RECORDS SUPPLIED:
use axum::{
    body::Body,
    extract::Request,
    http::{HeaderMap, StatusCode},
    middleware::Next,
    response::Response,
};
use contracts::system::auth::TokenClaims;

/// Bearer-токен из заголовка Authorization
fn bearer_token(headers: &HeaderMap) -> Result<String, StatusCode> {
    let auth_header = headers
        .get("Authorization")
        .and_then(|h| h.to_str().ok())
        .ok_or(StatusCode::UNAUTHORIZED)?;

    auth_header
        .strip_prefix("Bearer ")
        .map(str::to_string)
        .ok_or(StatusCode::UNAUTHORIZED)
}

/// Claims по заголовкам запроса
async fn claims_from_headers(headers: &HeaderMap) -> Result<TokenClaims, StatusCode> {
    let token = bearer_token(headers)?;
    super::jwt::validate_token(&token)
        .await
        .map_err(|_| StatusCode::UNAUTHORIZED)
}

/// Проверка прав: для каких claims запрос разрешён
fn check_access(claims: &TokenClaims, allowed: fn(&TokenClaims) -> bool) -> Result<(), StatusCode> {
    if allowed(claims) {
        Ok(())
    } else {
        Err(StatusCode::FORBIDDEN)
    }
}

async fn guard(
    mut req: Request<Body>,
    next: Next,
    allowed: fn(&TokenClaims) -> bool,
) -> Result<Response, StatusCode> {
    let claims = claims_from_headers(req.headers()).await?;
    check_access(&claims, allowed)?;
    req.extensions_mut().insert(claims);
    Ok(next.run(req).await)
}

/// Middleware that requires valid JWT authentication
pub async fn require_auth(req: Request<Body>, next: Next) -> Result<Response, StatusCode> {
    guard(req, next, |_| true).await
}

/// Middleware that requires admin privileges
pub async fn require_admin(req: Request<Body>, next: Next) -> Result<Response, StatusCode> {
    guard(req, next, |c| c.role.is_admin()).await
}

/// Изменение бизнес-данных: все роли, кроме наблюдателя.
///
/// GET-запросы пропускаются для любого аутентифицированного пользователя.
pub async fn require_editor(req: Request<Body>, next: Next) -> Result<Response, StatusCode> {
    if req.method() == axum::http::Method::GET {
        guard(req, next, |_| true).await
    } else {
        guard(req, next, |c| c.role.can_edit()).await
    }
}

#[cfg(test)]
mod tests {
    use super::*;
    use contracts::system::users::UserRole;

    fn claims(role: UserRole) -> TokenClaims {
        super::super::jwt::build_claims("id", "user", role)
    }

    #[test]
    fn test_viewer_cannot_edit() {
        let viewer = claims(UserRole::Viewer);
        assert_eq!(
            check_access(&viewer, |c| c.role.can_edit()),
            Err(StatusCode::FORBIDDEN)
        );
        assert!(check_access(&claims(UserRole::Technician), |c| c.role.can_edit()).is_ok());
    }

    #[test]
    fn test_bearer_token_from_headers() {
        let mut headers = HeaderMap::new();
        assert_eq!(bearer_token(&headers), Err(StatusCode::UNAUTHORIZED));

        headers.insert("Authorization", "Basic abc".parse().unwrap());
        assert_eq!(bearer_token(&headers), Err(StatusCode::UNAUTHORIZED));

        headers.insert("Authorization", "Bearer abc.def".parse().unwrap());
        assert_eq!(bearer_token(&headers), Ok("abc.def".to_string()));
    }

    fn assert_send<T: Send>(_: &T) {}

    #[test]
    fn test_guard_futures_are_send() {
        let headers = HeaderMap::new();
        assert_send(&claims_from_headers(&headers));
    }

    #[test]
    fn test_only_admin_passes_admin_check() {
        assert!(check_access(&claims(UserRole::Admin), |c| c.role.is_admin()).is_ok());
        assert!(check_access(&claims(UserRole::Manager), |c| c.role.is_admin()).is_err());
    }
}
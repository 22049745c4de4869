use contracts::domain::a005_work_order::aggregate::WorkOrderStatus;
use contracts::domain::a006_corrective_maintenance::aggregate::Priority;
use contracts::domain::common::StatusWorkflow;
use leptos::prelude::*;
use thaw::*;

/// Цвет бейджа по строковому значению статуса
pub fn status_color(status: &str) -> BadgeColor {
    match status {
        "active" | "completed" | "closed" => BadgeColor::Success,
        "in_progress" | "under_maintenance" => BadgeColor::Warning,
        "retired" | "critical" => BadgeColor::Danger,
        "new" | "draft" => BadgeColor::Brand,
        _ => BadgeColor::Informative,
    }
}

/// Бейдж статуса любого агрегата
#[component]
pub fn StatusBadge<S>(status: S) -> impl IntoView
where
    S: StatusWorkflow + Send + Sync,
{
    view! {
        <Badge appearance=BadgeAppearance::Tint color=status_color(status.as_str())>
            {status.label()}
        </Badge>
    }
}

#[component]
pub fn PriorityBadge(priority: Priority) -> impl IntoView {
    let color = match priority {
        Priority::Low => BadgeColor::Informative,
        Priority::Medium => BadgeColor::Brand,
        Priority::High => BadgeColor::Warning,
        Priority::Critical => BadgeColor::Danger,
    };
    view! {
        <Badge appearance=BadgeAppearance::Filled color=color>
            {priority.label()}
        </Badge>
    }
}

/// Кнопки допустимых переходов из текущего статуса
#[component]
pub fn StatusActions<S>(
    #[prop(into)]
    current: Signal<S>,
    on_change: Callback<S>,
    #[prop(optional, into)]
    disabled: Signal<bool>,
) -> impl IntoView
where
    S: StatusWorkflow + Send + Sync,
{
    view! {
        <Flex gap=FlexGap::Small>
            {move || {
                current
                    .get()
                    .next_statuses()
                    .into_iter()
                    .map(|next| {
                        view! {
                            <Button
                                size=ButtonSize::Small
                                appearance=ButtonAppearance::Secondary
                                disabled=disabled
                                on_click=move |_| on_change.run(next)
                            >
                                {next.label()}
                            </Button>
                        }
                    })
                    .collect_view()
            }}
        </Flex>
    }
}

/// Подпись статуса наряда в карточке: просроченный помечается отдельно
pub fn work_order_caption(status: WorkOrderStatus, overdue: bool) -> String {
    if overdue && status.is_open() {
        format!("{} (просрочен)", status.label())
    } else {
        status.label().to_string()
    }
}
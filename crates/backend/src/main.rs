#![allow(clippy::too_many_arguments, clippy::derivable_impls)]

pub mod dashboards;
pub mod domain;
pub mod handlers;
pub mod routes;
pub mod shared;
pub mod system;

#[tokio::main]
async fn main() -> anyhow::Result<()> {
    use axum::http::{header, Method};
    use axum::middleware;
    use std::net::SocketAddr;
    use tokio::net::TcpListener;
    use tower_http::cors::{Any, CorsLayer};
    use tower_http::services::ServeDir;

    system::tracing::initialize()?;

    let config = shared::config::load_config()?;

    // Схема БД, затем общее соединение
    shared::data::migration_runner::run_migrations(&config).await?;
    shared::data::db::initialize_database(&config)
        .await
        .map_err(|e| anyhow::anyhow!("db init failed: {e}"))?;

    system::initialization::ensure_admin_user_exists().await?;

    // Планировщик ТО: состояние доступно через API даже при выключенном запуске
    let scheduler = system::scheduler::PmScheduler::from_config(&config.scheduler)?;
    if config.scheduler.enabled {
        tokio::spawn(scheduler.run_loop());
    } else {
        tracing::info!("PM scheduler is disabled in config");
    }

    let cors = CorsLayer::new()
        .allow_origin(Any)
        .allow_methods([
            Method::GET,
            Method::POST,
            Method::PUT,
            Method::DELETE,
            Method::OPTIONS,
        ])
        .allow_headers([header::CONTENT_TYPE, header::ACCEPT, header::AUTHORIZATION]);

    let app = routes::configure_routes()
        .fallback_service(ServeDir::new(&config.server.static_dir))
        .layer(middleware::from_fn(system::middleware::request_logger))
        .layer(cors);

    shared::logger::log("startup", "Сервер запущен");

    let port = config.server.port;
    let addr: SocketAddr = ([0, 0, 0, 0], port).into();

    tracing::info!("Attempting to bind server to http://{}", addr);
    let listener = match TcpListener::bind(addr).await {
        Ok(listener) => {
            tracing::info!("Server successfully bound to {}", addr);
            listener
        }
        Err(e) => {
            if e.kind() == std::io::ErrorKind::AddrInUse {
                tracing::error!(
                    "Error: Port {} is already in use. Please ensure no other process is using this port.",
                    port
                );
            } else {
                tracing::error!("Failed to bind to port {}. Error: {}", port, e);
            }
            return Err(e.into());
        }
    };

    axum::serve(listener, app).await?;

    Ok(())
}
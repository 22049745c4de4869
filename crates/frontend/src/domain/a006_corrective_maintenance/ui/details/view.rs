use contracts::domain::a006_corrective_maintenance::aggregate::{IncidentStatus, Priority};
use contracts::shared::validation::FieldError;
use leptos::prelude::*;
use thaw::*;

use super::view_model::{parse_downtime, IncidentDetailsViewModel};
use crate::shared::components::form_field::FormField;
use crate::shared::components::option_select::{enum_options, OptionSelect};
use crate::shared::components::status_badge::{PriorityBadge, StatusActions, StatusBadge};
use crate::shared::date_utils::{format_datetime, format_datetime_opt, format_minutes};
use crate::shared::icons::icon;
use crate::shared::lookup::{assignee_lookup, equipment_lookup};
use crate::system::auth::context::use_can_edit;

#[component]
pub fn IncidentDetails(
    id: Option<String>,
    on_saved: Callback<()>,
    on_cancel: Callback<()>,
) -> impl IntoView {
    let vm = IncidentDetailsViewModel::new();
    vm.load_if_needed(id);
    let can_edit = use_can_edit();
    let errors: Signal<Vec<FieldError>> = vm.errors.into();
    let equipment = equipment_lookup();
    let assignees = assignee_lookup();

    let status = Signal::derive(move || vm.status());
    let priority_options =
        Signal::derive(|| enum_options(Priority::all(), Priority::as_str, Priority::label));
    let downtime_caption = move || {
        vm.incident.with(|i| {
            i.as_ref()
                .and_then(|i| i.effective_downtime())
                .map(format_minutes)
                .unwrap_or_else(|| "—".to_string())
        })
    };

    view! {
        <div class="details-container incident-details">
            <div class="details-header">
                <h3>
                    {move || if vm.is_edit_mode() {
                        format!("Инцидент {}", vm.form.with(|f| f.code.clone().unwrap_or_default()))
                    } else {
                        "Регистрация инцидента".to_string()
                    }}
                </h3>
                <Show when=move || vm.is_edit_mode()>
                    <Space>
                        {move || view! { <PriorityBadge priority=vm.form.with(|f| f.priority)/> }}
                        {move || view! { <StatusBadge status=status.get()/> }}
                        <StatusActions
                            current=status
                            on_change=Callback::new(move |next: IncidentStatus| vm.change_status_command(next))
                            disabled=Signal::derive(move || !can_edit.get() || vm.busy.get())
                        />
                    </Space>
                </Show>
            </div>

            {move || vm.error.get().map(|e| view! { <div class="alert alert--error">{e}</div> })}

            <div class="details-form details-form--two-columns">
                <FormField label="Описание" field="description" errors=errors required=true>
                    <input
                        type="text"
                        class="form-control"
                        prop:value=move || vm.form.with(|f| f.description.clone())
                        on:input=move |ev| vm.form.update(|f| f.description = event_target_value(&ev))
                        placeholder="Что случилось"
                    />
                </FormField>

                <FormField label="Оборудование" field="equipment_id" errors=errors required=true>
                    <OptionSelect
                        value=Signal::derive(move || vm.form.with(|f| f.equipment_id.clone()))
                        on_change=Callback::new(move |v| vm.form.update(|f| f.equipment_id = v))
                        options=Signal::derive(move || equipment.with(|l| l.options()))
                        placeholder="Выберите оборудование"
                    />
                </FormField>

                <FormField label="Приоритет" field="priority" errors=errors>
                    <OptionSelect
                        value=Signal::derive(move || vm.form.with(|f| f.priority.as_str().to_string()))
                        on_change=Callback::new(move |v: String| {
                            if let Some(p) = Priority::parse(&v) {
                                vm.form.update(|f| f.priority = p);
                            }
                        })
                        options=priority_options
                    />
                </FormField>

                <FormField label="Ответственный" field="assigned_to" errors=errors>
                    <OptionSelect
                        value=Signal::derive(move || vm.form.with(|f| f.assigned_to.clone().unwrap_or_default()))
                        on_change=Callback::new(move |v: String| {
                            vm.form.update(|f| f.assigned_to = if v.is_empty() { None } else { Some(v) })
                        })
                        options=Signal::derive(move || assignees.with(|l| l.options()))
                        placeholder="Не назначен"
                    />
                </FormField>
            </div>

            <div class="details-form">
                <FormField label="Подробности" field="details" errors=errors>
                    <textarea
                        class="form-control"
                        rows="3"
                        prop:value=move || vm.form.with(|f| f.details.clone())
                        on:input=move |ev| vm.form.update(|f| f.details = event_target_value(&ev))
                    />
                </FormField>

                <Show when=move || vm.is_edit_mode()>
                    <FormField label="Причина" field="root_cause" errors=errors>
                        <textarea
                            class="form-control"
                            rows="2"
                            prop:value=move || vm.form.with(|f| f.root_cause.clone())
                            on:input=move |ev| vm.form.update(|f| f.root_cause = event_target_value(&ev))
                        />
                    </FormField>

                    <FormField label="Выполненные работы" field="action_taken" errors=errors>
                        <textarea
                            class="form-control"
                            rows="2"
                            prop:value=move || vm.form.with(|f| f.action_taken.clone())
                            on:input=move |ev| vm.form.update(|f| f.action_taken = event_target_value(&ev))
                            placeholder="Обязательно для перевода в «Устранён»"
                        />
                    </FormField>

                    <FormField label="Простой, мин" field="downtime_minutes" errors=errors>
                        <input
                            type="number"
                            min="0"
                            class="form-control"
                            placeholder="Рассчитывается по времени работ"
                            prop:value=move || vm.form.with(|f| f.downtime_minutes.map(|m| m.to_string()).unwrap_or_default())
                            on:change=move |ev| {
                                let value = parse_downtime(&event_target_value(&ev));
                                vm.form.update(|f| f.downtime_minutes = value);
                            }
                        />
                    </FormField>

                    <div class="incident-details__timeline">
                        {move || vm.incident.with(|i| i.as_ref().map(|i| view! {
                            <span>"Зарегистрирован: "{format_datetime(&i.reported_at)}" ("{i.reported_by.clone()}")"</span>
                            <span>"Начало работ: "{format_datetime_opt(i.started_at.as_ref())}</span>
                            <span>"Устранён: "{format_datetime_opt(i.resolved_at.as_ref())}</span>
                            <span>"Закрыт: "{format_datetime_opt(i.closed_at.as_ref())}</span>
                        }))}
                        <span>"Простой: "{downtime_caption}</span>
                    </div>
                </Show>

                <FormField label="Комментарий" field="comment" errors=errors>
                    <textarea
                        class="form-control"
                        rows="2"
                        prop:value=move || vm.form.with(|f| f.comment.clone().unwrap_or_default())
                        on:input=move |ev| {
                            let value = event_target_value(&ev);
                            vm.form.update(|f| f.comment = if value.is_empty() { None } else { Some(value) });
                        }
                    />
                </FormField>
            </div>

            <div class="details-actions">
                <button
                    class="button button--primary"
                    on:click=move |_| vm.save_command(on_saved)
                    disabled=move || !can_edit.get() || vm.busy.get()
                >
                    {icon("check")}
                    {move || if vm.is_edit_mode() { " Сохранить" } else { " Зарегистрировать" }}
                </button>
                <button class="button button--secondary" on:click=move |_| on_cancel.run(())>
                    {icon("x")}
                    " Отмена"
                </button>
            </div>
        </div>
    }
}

PROBLEM STATEMENT: Among the records, find every line with the word "BadgeColor" and copy it.

COMPLETED EXERCISE:
pub fn status_color(status: &str) -> BadgeColor {
        "active" | "completed" | "closed" => BadgeColor::Success,
        "in_progress" | "under_maintenance" => BadgeColor::Warning,
        "retired" | "critical" => BadgeColor::Danger,
        "new" | "draft" => BadgeColor::Brand,
        _ => BadgeColor::Informative,
        Priority::Low => BadgeColor::Informative,
        Priority::Medium => BadgeColor::Brand,
        Priority::High => BadgeColor::Warning,
        Priority::Critical => BadgeColor::Danger,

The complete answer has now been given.